**What you are asked to do:**
Only a number is expected: how many lines in the data below contain the word "filename".

(Stored items)
□ □ □ □ □

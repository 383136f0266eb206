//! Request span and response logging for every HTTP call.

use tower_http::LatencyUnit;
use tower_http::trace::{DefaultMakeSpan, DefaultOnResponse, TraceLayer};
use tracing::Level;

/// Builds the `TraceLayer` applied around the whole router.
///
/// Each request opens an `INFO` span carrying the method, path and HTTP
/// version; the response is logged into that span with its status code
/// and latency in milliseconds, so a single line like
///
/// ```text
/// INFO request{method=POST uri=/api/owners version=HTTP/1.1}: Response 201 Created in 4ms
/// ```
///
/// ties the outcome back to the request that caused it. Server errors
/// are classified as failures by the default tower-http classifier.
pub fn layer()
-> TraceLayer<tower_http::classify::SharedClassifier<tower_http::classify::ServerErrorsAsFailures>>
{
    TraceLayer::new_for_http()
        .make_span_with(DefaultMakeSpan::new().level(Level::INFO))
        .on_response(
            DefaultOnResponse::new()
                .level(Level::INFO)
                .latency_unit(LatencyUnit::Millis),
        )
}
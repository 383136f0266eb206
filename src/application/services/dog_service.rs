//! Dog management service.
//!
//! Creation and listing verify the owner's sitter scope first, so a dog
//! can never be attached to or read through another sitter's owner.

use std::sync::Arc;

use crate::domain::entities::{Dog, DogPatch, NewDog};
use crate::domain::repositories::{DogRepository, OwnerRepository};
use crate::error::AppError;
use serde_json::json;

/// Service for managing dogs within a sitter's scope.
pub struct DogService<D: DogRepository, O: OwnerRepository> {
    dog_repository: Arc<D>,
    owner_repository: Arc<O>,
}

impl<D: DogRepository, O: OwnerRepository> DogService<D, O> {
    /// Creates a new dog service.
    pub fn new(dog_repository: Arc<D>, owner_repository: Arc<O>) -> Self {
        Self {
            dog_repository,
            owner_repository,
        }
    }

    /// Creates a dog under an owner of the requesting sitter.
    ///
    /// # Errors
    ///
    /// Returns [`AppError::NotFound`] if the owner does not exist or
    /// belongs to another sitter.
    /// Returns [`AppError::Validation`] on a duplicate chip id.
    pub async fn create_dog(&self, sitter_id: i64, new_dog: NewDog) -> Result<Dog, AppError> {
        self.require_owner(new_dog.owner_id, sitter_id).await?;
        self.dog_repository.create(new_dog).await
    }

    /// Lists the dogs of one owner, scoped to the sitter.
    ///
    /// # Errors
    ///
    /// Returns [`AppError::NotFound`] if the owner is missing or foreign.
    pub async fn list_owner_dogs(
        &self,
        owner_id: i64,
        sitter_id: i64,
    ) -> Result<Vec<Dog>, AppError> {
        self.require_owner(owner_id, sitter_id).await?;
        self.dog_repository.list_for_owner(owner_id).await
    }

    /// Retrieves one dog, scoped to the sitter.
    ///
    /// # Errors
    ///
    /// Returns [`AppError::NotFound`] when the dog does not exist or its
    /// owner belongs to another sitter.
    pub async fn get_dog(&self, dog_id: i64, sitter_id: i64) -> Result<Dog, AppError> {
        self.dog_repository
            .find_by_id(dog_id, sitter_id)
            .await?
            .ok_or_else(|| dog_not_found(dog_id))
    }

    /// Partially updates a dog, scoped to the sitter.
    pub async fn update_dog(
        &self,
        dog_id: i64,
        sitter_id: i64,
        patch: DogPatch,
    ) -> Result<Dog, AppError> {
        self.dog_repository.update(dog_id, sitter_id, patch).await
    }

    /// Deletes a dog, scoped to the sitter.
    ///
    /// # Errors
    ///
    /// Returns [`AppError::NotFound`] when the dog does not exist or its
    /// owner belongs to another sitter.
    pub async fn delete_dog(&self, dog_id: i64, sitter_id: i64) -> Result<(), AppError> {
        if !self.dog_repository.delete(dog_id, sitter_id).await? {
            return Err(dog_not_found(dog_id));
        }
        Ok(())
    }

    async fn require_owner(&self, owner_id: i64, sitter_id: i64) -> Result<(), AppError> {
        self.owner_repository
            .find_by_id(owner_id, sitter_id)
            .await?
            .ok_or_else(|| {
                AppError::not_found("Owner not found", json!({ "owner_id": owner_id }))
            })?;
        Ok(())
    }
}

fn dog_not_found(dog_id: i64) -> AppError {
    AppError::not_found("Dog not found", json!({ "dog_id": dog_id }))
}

□ □ □ □ □

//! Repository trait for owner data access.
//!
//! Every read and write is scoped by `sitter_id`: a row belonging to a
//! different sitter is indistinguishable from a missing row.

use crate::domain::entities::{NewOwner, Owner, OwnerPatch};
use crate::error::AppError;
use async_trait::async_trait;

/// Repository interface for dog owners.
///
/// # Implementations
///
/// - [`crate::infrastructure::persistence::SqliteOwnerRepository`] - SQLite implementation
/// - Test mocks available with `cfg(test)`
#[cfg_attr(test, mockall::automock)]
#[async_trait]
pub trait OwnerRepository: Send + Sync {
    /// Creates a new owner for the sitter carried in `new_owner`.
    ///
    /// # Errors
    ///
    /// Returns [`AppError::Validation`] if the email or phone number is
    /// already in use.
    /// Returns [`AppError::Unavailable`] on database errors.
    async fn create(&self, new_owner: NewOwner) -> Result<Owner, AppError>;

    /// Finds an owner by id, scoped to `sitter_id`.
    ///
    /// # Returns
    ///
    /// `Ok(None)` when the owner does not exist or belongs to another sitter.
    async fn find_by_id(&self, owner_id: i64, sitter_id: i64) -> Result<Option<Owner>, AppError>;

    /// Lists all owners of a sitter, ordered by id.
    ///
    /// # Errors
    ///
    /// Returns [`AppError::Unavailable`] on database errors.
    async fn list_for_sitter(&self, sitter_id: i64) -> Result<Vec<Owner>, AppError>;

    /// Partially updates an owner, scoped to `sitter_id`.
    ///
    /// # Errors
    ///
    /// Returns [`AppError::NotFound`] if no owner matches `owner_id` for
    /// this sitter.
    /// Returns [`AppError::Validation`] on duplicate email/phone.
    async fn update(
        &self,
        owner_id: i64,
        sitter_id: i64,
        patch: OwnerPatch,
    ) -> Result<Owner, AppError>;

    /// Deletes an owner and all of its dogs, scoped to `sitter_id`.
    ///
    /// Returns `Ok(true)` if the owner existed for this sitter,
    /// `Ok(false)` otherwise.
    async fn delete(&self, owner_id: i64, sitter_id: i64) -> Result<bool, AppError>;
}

□ □ □ □ □

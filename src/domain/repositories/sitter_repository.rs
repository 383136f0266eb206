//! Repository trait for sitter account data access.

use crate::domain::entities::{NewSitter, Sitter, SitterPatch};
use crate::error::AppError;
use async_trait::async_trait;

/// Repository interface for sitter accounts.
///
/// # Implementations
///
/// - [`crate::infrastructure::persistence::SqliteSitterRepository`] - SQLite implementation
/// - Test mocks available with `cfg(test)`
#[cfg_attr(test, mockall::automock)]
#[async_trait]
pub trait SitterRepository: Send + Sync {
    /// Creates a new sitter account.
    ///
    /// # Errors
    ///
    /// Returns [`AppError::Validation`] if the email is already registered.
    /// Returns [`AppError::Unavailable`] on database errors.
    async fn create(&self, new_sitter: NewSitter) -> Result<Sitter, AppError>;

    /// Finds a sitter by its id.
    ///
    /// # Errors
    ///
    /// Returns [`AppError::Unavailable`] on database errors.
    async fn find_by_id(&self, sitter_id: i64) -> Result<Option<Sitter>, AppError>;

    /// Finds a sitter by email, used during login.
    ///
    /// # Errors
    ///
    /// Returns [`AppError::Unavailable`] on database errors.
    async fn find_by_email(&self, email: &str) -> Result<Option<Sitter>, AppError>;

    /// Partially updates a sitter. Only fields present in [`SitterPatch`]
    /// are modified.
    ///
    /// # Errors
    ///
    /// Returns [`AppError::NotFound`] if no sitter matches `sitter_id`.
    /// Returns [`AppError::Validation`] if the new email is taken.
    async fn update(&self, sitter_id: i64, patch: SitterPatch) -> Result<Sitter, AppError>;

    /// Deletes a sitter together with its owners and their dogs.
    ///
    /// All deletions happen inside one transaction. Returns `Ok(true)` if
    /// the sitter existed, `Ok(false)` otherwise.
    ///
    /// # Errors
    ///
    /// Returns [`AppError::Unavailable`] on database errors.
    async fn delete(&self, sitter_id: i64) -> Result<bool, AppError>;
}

□ □ □ □ □

**Output for this exercise:**
2